Re: [PATCH 0/3] block/nbd: fix crashers in reconnect while migrating
Posted by Vladimir Sementsov-Ogievskiy 3 years, 3 months ago
28.01.2021 23:14, Roman Kagan wrote:
> During the final phase of migration the NBD reconnection logic may
> encounter situations it doesn't expect during regular operation.
> 
> This series addresses some of them that make qemu crash.  They are
> reproducible when a vm with a secondary drive attached via nbd with
> non-zero "reconnect-delay" runs a stress load (fio with big queue depth)
> in the guest on that drive and is migrated (e.g. to a file), while the
> nbd server is SIGKILL-ed and restarted every second.
> 
> See the individual patches for specific crash conditions and more
> detailed explanations.
> 
> Roman Kagan (3):
>    block/nbd: only detach existing iochannel from aio_context
>    block/nbd: only enter connection coroutine if it's present
>    nbd: make nbd_read* return -EIO on error
> 
>   include/block/nbd.h |  7 ++++---
>   block/nbd.c         | 25 +++++++++++++++++--------
>   2 files changed, 21 insertions(+), 11 deletions(-)
> 

Thanks a lot for fixing!

Do you have some reproducer scripts? Could you post them or may be add an iotest?

-- 
Best regards,
Vladimir

Re: [PATCH 0/3] block/nbd: fix crashers in reconnect while migrating
Posted by Roman Kagan 3 years, 3 months ago
On Fri, Jan 29, 2021 at 08:51:39AM +0300, Vladimir Sementsov-Ogievskiy wrote:
> 28.01.2021 23:14, Roman Kagan wrote:
> > During the final phase of migration the NBD reconnection logic may
> > encounter situations it doesn't expect during regular operation.
> > 
> > This series addresses some of them that make qemu crash.  They are
> > reproducible when a vm with a secondary drive attached via nbd with
> > non-zero "reconnect-delay" runs a stress load (fio with big queue depth)
> > in the guest on that drive and is migrated (e.g. to a file), while the
> > nbd server is SIGKILL-ed and restarted every second.
> > 
> > See the individual patches for specific crash conditions and more
> > detailed explanations.
> > 
> > Roman Kagan (3):
> >    block/nbd: only detach existing iochannel from aio_context
> >    block/nbd: only enter connection coroutine if it's present
> >    nbd: make nbd_read* return -EIO on error
> > 
> >   include/block/nbd.h |  7 ++++---
> >   block/nbd.c         | 25 +++++++++++++++++--------
> >   2 files changed, 21 insertions(+), 11 deletions(-)
> > 
> 
> Thanks a lot for fixing!
> 
> Do you have some reproducer scripts?

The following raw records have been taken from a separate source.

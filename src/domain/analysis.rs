//! Photo diagnosis and condition explanation records.

use serde::{Deserialize, Serialize};
use serde_json::{Value, json};

use crate::domain::validation::{require_non_blank, require_non_empty, require_request_field};
use crate::domain::{AppError, ImagePayload, Severity};

/// Input to the photo diagnosis flow.
#[derive(Debug, Clone)]
pub struct SkinAnalysisRequest {
    /// Photo of the skin condition to analyze.
    pub photo: ImagePayload,
}

/// Structured diagnosis produced by the photo analysis flow.
///
/// Every field is required; a reply missing any of them is rejected whole.
#[derive(Debug, Clone, PartialEq, Serialize, Deserialize)]
#[serde(rename_all = "camelCase")]
pub struct SkinAnalysis {
    /// Name of the identified skin condition.
    pub condition: String,
    /// Brief explanation of what the condition is.
    pub explanation: String,
    /// Estimated severity.
    pub severity: Severity,
    /// Estimated stage (e.g. Early, Acute, Chronic).
    pub stage: String,
    pub possible_causes: Vec<String>,
    pub vitamin_deficiencies: Vec<String>,
    pub natural_remedies: Vec<String>,
}

impl SkinAnalysis {
    /// Semantic constraints beyond the serde shape check.
    pub fn validate(&self) -> Result<(), AppError> {
        require_non_blank("condition", &self.condition)?;
        require_non_blank("explanation", &self.explanation)?;
        require_non_blank("stage", &self.stage)?;
        require_non_empty("possibleCauses", &self.possible_causes)?;
        require_non_empty("vitaminDeficiencies", &self.vitamin_deficiencies)?;
        require_non_empty("naturalRemedies", &self.natural_remedies)?;
        Ok(())
    }

    /// Schema constraint sent with the model request.
    pub fn response_schema() -> Value {
        json!({
            "type": "OBJECT",
            "properties": {
                "condition": { "type": "STRING" },
                "explanation": { "type": "STRING" },
                "severity": { "type": "STRING", "enum": ["Mild", "Moderate", "Severe"] },
                "stage": { "type": "STRING" },
                "possibleCauses": { "type": "ARRAY", "items": { "type": "STRING" } },
                "vitaminDeficiencies": { "type": "ARRAY", "items": { "type": "STRING" } },
                "naturalRemedies": { "type": "ARRAY", "items": { "type": "STRING" } }
            },
            "required": [
                "condition", "explanation", "severity", "stage",
                "possibleCauses", "vitaminDeficiencies", "naturalRemedies"
            ]
        })
    }
}

/// Input to the condition explanation flow.
#[derive(Debug, Clone)]
pub struct ExplainRequest {
    /// Name of the condition to explain.
    pub condition: String,
}

impl ExplainRequest {
    pub fn validate(&self) -> Result<(), AppError> {
        require_request_field("condition", &self.condition)
    }
}

/// Detailed profile of a named condition, produced by the explanation flow.
#[derive(Debug, Clone, PartialEq, Serialize, Deserialize)]
#[serde(rename_all = "camelCase")]
pub struct ConditionProfile {
    #[serde(rename = "diseaseName")]
    pub condition: String,
    pub severity: Severity,
    pub stage: String,
    pub explanation: String,
    pub possible_causes: Vec<String>,
    /// Explanation of potential vitamin deficiencies related to the condition.
    pub vitamin_deficiency: String,
}

impl ConditionProfile {
    pub fn validate(&self) -> Result<(), AppError> {
        require_non_blank("diseaseName", &self.condition)?;
        require_non_blank("stage", &self.stage)?;
        require_non_blank("explanation", &self.explanation)?;
        require_non_empty("possibleCauses", &self.possible_causes)?;
        require_non_blank("vitaminDeficiency", &self.vitamin_deficiency)?;
        Ok(())
    }

    pub fn response_schema() -> Value {
        json!({
            "type": "OBJECT",
            "properties": {
                "diseaseName": { "type": "STRING" },
                "severity": { "type": "STRING", "enum": ["Mild", "Moderate", "Severe"] },
                "stage": { "type": "STRING" },
                "explanation": { "type": "STRING" },
                "possibleCauses": { "type": "ARRAY", "items": { "type": "STRING" } },
                "vitaminDeficiency": { "type": "STRING" }
            },
            "required": [
                "diseaseName", "severity", "stage", "explanation",
                "possibleCauses", "vitaminDeficiency"
            ]
        })
    }
}
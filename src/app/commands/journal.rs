//! Journal operations: save, list, show, delete, clear.
//!
//! These never call the model; they operate on the store alone with
//! read-all, modify, write-all semantics.

use chrono::Utc;

use crate::domain::journal::{find_entry, remove_entry};
use crate::domain::{AppError, JournalEntry, SelfSeverity};
use crate::ports::JournalStore;

/// Save the current analysis as a journal entry with user notes and a
/// self-reported severity.
pub fn add<J: JournalStore>(
    store: &J,
    notes: &str,
    self_severity: SelfSeverity,
) -> Result<JournalEntry, AppError> {
    let current = store.load_current()?.ok_or(AppError::NoCurrentAnalysis)?;

    let entry = JournalEntry::new(
        current.analysis,
        current.image,
        notes.trim().to_string(),
        self_severity,
        Utc::now(),
    );

    let mut entries = store.load_journal()?;
    entries.push(entry.clone());
    store.save_journal(&entries)?;

    Ok(entry)
}

/// All journal entries, newest first.
pub fn list<J: JournalStore>(store: &J) -> Result<Vec<JournalEntry>, AppError> {
    let mut entries = store.load_journal()?;
    entries.sort_by(|a, b| b.date.cmp(&a.date));
    Ok(entries)
}

/// Look up one entry by id or unambiguous id prefix.
pub fn show<J: JournalStore>(store: &J, id: &str) -> Result<JournalEntry, AppError> {
    let entries = store.load_journal()?;
    find_entry(&entries, id).cloned()
}

/// Delete one entry by id or unambiguous id prefix.
pub fn delete<J: JournalStore>(store: &J, id: &str) -> Result<JournalEntry, AppError> {
    let mut entries = store.load_journal()?;
    let removed = remove_entry(&mut entries, id)?;
    store.save_journal(&entries)?;
    Ok(removed)
}

/// Delete every entry, returning how many were removed.
pub fn clear<J: JournalStore>(store: &J) -> Result<usize, AppError> {
    let entries = store.load_journal()?;
    let count = entries.len();
    store.save_journal(&[])?;
    Ok(count)
}
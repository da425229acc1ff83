use crate::domain::AppError;
use crate::domain::prompt::{PromptContext, TemplateRenderer};
use crate::ports::{JournalStore, ModelClient, PromptKind, PromptStore};
use crate::services::{EmbeddedPromptStore, MinijinjaTemplateRenderer};

/// Application context holding dependencies for flow execution.
///
/// The model client and journal store vary (HTTP vs mock, filesystem vs
/// memory); the prompt store and renderer are fixed embedded singletons.
pub struct AppContext<M: ModelClient, J: JournalStore> {
    model: M,
    store: J,
    prompts: EmbeddedPromptStore,
    renderer: MinijinjaTemplateRenderer,
}

impl<M: ModelClient, J: JournalStore> AppContext<M, J> {
    /// Create a new application context.
    pub fn new(model: M, store: J) -> Self {
        Self {
            model,
            store,
            prompts: EmbeddedPromptStore::new(),
            renderer: MinijinjaTemplateRenderer::new(),
        }
    }

    /// Get a reference to the model client.
    pub fn model(&self) -> &M {
        &self.model
    }

    /// Get a reference to the journal store.
    pub fn store(&self) -> &J {
        &self.store
    }

    /// Render the prompt for a flow with the given variables.
    pub fn render_prompt(
        &self,
        kind: PromptKind,
        context: &PromptContext,
    ) -> Result<String, AppError> {
        let template = self.prompts.template(kind)?;
        Ok(self.renderer.render(template, context, kind.asset_name())?)
    }
}
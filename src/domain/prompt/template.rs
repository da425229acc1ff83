use thiserror::Error;

use super::PromptContext;

/// Error during prompt rendering.
#[derive(Debug, Clone, Error)]
pub enum PromptError {
    /// No template is registered for the requested flow.
    #[error("Prompt template not found: {0}")]
    TemplateNotFound(String),

    /// The template uses syntax the renderer does not allow.
    #[error("Template '{template}' uses disallowed syntax: {token}")]
    SyntaxNotAllowed { template: String, token: String },

    /// Rendering failed, typically an undefined variable.
    #[error("Failed to render template '{template}': {reason}")]
    RenderError { template: String, reason: String },
}

/// Trait for rendering prompt templates.
///
/// Substitution is literal: variable values are data, never re-evaluated as
/// template syntax, even when they contain delimiter-like sequences.
pub trait TemplateRenderer {
    /// Render a template string with the given context.
    ///
    /// # Arguments
    /// * `template` - The template string to render.
    /// * `context` - The context variables to use for rendering.
    /// * `template_name` - A name for the template (for error reporting).
    fn render(
        &self,
        template: &str,
        context: &PromptContext,
        template_name: &str,
    ) -> Result<String, PromptError>;
}
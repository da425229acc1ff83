//! Yoga recommendation flow, optionally illustrated.

use crate::app::AppContext;
use crate::app::commands::illustrate;
use crate::domain::prompt::PromptContext;
use crate::domain::validation::parse_reply;
use crate::domain::{AppError, ImageOutcome, YogaPose, YogaRecommendations, YogaRequest};
use crate::ports::{JournalStore, ModelClient, ModelRequest, PromptKind};

/// A recommended pose paired with its generated illustration outcome.
#[derive(Debug, Clone)]
pub struct IllustratedPose {
    pub pose: YogaPose,
    pub illustration: ImageOutcome,
}

pub fn execute<M: ModelClient, J: JournalStore>(
    ctx: &AppContext<M, J>,
    request: YogaRequest,
) -> Result<YogaRecommendations, AppError> {
    request.validate()?;

    let context = PromptContext::new().with_var("condition", request.condition.trim());
    let prompt = ctx.render_prompt(PromptKind::YogaRecommendation, &context)?;
    let reply = ctx
        .model()
        .generate(ModelRequest::structured(prompt, YogaRecommendations::response_schema()))?;

    let recommendations: YogaRecommendations = parse_reply("yoga", reply)?;
    recommendations.validate()?;
    Ok(recommendations)
}

/// Recommend poses and generate one illustration per pose concurrently.
///
/// A failed illustration degrades its own slot; the pose list itself is
/// unaffected.
pub fn execute_illustrated<M: ModelClient, J: JournalStore>(
    ctx: &AppContext<M, J>,
    request: YogaRequest,
) -> Result<Vec<IllustratedPose>, AppError> {
    let recommendations = execute(ctx, request)?;

    let prompts: Vec<String> = recommendations
        .recommendations
        .iter()
        .map(|pose| {
            format!(
                "A clear, well-lit illustration of a person performing the yoga pose: {}",
                pose.image_hint
            )
        })
        .collect();
    let outcomes = illustrate::execute_batch(ctx.model(), &prompts);

    Ok(recommendations
        .recommendations
        .into_iter()
        .zip(outcomes)
        .map(|(pose, illustration)| IllustratedPose { pose, illustration })
        .collect())
}
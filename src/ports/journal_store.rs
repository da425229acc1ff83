//! Persisted collection store port.
//!
//! Collections are read and rewritten wholesale per mutation: load the full
//! record, modify in memory, save the full record back. There is no partial
//! update and no cross-process locking.

use std::sync::Mutex;

use crate::domain::{AppError, CurrentAnalysis, JournalEntry, Transcript};

/// Port for the client-side persisted collections: the journal, the
/// current-analysis record, and the consultation transcript.
pub trait JournalStore {
    fn load_journal(&self) -> Result<Vec<JournalEntry>, AppError>;
    fn save_journal(&self, entries: &[JournalEntry]) -> Result<(), AppError>;

    fn load_current(&self) -> Result<Option<CurrentAnalysis>, AppError>;
    fn save_current(&self, current: &CurrentAnalysis) -> Result<(), AppError>;

    fn load_transcript(&self) -> Result<Transcript, AppError>;
    fn save_transcript(&self, transcript: &Transcript) -> Result<(), AppError>;
    fn clear_transcript(&self) -> Result<(), AppError>;
}

/// In-memory store for testing without a filesystem.
#[derive(Default)]
pub struct MemoryJournalStore {
    journal: Mutex<Vec<JournalEntry>>,
    current: Mutex<Option<CurrentAnalysis>>,
    transcript: Mutex<Transcript>,
}

impl MemoryJournalStore {
    pub fn new() -> Self {
        Self::default()
    }
}

impl JournalStore for MemoryJournalStore {
    fn load_journal(&self) -> Result<Vec<JournalEntry>, AppError> {
        Ok(self.journal.lock().unwrap().clone())
    }

    fn save_journal(&self, entries: &[JournalEntry]) -> Result<(), AppError> {
        *self.journal.lock().unwrap() = entries.to_vec();
        Ok(())
    }

    fn load_current(&self) -> Result<Option<CurrentAnalysis>, AppError> {
        Ok(self.current.lock().unwrap().clone())
    }

    fn save_current(&self, current: &CurrentAnalysis) -> Result<(), AppError> {
        *self.current.lock().unwrap() = Some(current.clone());
        Ok(())
    }

    fn load_transcript(&self) -> Result<Transcript, AppError> {
        Ok(self.transcript.lock().unwrap().clone())
    }

    fn save_transcript(&self, transcript: &Transcript) -> Result<(), AppError> {
        *self.transcript.lock().unwrap() = transcript.clone();
        Ok(())
    }

    fn clear_transcript(&self) -> Result<(), AppError> {
        *self.transcript.lock().unwrap() = Transcript::new();
        Ok(())
    }
}
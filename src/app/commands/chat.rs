//! Follow-up consultation flow.

use crate::app::AppContext;
use crate::domain::prompt::PromptContext;
use crate::domain::validation::parse_reply;
use crate::domain::{AppError, ChatRole, FollowUpAnswer, FollowUpRequest};
use crate::ports::{JournalStore, ModelClient, ModelRequest, PromptKind};

/// Ask one follow-up question against a prior analysis.
///
/// Pure flow: validates, renders, invokes, and guarantees the answer
/// carries a medical disclaimer. Transcript persistence is [`execute`]'s
/// concern.
pub fn ask<M: ModelClient, J: JournalStore>(
    ctx: &AppContext<M, J>,
    request: FollowUpRequest,
) -> Result<FollowUpAnswer, AppError> {
    request.validate()?;

    let analysis = &request.analysis;
    let context = PromptContext::new()
        .with_var("condition", &analysis.condition)
        .with_var("explanation", &analysis.explanation)
        .with_var("severity", analysis.severity.as_str())
        .with_var("stage", &analysis.stage)
        .with_var("possible_causes", analysis.possible_causes.join(", "))
        .with_var("vitamin_deficiencies", analysis.vitamin_deficiencies.join(", "))
        .with_var("natural_remedies", analysis.natural_remedies.join(", "))
        .with_var("chat_history", request.history.render())
        .with_var("question", request.question.trim());
    let prompt = ctx.render_prompt(PromptKind::FollowUp, &context)?;

    let reply =
        ctx.model().generate(ModelRequest::structured(prompt, FollowUpAnswer::response_schema()))?;
    let answer: FollowUpAnswer = parse_reply("chat", reply)?;
    Ok(answer.ensure_disclaimer())
}

/// CLI-facing wrapper: resolves the saved analysis, maintains the
/// persisted transcript, and returns the answer.
pub fn execute<M: ModelClient, J: JournalStore>(
    ctx: &AppContext<M, J>,
    question: &str,
    reset: bool,
) -> Result<FollowUpAnswer, AppError> {
    if reset {
        ctx.store().clear_transcript()?;
    }

    let current = ctx.store().load_current()?.ok_or(AppError::NoCurrentAnalysis)?;
    let history = ctx.store().load_transcript()?;

    let answer = ask(
        ctx,
        FollowUpRequest {
            analysis: current.analysis,
            question: question.to_string(),
            history: history.clone(),
        },
    )?;

    let mut updated = history;
    updated.push(ChatRole::User, question.trim());
    updated.push(ChatRole::Assistant, answer.answer.clone());
    ctx.store().save_transcript(&updated)?;

    Ok(answer)
}

#[cfg(test)]
mod tests {
    use super::*;
    use crate::domain::testing::{sample_analysis, sample_image};
    use crate::domain::{CurrentAnalysis, Transcript};
    use crate::ports::{MemoryJournalStore, MockModelClient};
    use chrono::Utc;
    use serde_json::json;

    fn ctx_with_current() -> AppContext<MockModelClient, MemoryJournalStore> {
        let ctx = AppContext::new(MockModelClient::new(), MemoryJournalStore::new());
        ctx.store()
            .save_current(&CurrentAnalysis {
                analysis: sample_analysis(),
                image: sample_image(),
                date: Utc::now(),
            })
            .unwrap();
        ctx
    }

    #[test]
    fn answers_always_carry_a_disclaimer() {
        let questions = ["Is it contagious?", "Can I swim?", "What soap should I use?"];
        for question in questions {
            let ctx = ctx_with_current();
            ctx.model().push_reply(json!({ "answer": "Short practical advice." }));
            let answer = execute(&ctx, question, false).unwrap();
            assert!(
                answer.answer.to_lowercase().contains("medical professional"),
                "missing disclaimer for question: {}",
                question
            );
        }
    }

    #[test]
    fn transcript_grows_by_one_exchange_per_question() {
        let ctx = ctx_with_current();
        ctx.model().push_reply(json!({ "answer": "Yes. Consult a medical professional." }));
        execute(&ctx, "Can I use sunscreen?", false).unwrap();

        let transcript = ctx.store().load_transcript().unwrap();
        assert_eq!(transcript.turns().len(), 2);
        assert_eq!(transcript.turns()[0].role, ChatRole::User);
        assert_eq!(transcript.turns()[1].role, ChatRole::Assistant);
    }

    #[test]
    fn reset_clears_history_before_asking() {
        let ctx = ctx_with_current();
        let mut old = Transcript::new();
        old.push(ChatRole::User, "old question");
        ctx.store().save_transcript(&old).unwrap();

        ctx.model().push_reply(json!({ "answer": "Fresh start. See a medical professional." }));
        execute(&ctx, "New question?", true).unwrap();

        let transcript = ctx.store().load_transcript().unwrap();
        assert_eq!(transcript.turns().len(), 2);
        assert_eq!(transcript.turns()[0].text, "New question?");
    }

    #[test]
    fn missing_current_analysis_is_reported() {
        let ctx = AppContext::new(MockModelClient::new(), MemoryJournalStore::new());
        let err = execute(&ctx, "Anything?", false).unwrap_err();
        assert!(matches!(err, AppError::NoCurrentAnalysis));
        assert_eq!(ctx.model().generate_calls(), 0);
    }

    #[test]
    fn blank_question_fails_before_any_call() {
        let ctx = ctx_with_current();
        let err = execute(&ctx, "  ", false).unwrap_err();
        assert!(matches!(err, AppError::InvalidRequest { .. }));
        assert_eq!(ctx.model().generate_calls(), 0);
    }
}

Could you post them or may be add
> an iotest?

I don't have it scripted, just ad hoc command lines.  I'll look into
making up a test.  Can you perhaps suggest what existing test to base
on?

Thanks,
Roman.

Re: [PATCH 0/3] block/nbd: fix crashers in reconnect while migrating
Posted by Vladimir Sementsov-Ogievskiy 3 years, 3 months ago
29.01.2021 10:35, Roman Kagan wrote:
> On Fri, Jan 29, 2021 at 08:51:39AM +0300, Vladimir Sementsov-Ogievskiy wrote:
>> 28.01.2021 23:14, Roman Kagan wrote:
>>> During the final phase of migration the NBD reconnection logic may
>>> encounter situations it doesn't expect during regular operation.
>>>
>>> This series addresses some of them that make qemu crash.  They are
>>> reproducible when a vm with a secondary drive attached via nbd with
>>> non-zero "reconnect-delay" runs a stress load (fio with big queue depth)
>>> in the guest on that drive and is migrated (e.g. to a file), while the
>>> nbd server is SIGKILL-ed and restarted every second.
>>>
>>> See the individual patches for specific crash conditions and more
>>> detailed explanations.
>>>
>>> Roman Kagan (3):
>>>     block/nbd: only detach existing iochannel from aio_context
>>>     block/nbd: only enter connection coroutine if it's present
>>>     nbd: make nbd_read* return -EIO on error
>>>
>>>    include/block/nbd.h |  7 ++++---
>>>    block/nbd.c         | 25 +++++++++++++++++--------
>>>    2 files changed, 21 insertions(+), 11 deletions(-)
>>>
>>
>> Thanks a lot for fixing!
>>
>> Do you have some reproducer scripts? Could you post them or may be add
>> an iotest?
> 
> I don't have it scripted, just ad hoc command lines.  I'll look into
> making up a test.  Can you perhaps suggest what existing test to base
> on?
> 

For now reconnect feature is covered only by two tests tests/qemu-iotests/264 and tests/qemu-iotests/277.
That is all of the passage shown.